Every line below that contains the word "Some" must be copied.

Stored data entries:

§

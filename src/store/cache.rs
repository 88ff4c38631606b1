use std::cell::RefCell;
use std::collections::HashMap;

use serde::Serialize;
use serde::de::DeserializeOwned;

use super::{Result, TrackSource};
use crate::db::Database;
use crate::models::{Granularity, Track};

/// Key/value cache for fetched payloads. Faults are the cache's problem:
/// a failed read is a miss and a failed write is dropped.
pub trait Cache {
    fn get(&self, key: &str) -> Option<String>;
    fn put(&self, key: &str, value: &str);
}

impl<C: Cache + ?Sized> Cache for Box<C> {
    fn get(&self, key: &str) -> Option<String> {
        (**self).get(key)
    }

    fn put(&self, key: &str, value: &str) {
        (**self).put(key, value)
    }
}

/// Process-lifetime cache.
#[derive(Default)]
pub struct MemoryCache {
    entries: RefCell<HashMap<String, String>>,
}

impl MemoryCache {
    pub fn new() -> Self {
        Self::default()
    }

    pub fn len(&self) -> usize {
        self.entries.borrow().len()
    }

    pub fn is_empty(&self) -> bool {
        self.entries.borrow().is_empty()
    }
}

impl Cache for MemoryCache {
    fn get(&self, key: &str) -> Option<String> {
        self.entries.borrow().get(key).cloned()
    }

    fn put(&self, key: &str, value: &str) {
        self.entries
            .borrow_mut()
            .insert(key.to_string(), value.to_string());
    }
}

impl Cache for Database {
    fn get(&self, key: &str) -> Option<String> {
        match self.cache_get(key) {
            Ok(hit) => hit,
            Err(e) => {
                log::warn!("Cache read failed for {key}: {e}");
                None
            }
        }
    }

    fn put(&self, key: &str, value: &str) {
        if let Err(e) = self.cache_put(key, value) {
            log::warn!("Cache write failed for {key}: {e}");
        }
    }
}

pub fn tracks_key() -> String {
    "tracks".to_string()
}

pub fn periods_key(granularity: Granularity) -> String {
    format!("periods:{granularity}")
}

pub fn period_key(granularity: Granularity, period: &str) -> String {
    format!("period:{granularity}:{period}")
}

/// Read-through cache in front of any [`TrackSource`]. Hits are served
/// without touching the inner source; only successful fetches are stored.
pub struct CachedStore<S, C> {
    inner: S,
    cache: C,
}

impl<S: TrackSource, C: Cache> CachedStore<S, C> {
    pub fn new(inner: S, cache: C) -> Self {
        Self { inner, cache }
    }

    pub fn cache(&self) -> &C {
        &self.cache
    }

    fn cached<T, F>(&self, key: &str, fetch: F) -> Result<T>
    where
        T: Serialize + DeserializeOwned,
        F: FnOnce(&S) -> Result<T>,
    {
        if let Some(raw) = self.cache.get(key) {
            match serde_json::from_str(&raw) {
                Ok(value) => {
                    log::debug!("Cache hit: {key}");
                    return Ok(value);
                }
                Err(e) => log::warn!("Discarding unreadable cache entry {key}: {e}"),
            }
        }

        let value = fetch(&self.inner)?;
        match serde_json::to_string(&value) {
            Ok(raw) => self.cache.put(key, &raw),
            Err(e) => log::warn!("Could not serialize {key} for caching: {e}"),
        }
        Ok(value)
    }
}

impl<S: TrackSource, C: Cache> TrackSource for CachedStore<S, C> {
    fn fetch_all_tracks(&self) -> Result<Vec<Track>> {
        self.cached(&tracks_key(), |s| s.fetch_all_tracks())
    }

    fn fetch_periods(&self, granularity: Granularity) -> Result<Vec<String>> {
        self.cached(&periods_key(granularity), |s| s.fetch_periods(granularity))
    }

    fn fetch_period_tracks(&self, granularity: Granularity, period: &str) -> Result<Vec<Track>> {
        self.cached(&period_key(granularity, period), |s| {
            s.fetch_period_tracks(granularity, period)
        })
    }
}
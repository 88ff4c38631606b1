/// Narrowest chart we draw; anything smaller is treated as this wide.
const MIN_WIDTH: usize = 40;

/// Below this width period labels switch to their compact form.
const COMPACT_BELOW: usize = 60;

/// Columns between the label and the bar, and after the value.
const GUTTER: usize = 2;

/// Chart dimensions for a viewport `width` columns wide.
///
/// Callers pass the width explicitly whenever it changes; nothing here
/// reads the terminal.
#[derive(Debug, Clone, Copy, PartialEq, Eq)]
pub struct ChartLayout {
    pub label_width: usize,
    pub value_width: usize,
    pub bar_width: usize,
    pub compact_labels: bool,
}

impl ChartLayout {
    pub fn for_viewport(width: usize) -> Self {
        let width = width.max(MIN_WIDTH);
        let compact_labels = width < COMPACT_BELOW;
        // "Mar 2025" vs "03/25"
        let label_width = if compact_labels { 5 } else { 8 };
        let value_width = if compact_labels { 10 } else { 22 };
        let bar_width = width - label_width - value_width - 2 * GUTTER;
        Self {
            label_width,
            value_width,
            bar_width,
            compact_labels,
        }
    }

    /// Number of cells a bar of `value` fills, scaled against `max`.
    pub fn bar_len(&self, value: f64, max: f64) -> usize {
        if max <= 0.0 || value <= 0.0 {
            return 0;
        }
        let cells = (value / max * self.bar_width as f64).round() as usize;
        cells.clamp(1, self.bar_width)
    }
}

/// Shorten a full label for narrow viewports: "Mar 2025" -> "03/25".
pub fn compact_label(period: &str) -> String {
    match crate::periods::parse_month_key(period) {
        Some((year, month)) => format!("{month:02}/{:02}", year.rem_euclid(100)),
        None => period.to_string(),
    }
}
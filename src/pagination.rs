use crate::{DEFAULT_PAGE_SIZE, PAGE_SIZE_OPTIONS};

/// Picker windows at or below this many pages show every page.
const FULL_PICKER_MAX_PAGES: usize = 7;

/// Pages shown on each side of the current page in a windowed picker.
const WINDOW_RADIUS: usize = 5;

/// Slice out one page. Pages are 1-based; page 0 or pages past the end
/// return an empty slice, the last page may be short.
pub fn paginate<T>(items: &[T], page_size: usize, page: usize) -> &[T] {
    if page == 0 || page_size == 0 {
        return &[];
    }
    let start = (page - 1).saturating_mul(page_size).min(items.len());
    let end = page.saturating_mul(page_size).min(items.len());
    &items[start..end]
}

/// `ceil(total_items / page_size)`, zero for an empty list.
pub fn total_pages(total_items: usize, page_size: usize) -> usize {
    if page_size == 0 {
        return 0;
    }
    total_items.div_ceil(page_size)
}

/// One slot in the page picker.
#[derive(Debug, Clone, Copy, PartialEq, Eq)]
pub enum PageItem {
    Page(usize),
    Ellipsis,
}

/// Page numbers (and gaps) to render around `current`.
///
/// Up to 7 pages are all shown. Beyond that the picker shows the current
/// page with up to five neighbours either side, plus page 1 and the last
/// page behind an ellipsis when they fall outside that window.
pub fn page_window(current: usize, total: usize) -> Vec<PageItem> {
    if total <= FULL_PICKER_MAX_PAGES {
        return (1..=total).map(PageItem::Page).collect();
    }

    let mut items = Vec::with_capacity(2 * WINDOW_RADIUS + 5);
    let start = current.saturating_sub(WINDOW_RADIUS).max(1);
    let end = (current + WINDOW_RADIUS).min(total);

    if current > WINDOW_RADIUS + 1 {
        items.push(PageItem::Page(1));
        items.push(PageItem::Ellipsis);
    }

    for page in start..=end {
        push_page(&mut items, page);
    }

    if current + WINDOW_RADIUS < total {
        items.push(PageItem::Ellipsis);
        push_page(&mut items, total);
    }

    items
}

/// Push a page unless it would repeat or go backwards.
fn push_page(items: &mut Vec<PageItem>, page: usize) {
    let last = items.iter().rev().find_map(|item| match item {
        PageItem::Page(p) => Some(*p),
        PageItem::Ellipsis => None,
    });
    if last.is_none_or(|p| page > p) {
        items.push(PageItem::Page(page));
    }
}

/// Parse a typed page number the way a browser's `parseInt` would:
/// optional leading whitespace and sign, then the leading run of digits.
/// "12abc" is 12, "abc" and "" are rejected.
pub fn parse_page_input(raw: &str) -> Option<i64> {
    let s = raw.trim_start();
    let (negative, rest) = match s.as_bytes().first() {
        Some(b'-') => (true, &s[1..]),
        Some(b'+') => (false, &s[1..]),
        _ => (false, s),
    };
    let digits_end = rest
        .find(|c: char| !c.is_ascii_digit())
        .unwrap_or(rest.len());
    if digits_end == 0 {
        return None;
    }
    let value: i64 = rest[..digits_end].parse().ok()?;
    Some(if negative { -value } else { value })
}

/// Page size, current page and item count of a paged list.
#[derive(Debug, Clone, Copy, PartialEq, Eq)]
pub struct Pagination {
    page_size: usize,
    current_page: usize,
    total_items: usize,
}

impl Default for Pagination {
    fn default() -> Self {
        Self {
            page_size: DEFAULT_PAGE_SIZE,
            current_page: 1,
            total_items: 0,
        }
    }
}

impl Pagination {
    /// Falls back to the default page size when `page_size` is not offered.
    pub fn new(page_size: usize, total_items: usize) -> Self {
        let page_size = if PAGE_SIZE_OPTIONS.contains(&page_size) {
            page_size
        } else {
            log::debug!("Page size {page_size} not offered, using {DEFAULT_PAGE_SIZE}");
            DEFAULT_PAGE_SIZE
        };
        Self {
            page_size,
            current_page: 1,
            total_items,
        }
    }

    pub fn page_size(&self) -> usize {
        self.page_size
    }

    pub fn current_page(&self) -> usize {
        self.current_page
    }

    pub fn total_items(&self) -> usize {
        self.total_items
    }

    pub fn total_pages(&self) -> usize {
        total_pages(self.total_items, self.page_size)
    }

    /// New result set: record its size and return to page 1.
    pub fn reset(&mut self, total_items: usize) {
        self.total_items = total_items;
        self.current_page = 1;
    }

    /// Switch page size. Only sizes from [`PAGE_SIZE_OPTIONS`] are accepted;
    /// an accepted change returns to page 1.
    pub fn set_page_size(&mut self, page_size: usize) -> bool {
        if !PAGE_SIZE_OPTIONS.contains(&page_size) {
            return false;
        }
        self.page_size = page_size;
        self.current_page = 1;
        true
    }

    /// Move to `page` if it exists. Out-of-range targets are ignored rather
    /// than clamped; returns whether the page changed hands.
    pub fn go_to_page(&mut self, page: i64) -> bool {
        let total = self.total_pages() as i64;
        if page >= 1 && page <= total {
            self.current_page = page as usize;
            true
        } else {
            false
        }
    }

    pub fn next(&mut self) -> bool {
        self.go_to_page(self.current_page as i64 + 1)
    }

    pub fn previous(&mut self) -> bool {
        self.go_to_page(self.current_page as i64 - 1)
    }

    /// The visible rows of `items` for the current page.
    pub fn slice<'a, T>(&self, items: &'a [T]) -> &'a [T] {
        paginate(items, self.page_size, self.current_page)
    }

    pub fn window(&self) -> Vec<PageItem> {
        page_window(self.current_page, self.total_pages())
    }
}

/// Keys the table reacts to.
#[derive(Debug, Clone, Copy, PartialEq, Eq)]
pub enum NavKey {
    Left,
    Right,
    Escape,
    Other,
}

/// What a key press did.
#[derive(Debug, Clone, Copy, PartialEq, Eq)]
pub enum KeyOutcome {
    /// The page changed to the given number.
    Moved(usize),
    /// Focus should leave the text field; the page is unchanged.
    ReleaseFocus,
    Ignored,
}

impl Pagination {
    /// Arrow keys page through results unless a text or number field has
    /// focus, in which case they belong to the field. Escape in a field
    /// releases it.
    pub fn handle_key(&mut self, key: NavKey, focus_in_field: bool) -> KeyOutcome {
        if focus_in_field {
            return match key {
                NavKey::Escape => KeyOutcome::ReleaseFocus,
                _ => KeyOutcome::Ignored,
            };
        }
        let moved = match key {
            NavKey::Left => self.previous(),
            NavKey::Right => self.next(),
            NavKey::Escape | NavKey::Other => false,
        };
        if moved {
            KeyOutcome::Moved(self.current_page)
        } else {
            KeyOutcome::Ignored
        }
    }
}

§

Result:
        if let Some(raw) = self.cache.get(key) {
        Some((year, month)) => format!("{month:02}/{:02}", year.rem_euclid(100)),
        PageItem::Page(p) => Some(*p),
        Some(b'-') => (true, &s[1..]),
        Some(b'+') => (false, &s[1..]),
    Some(if negative { -value } else { value })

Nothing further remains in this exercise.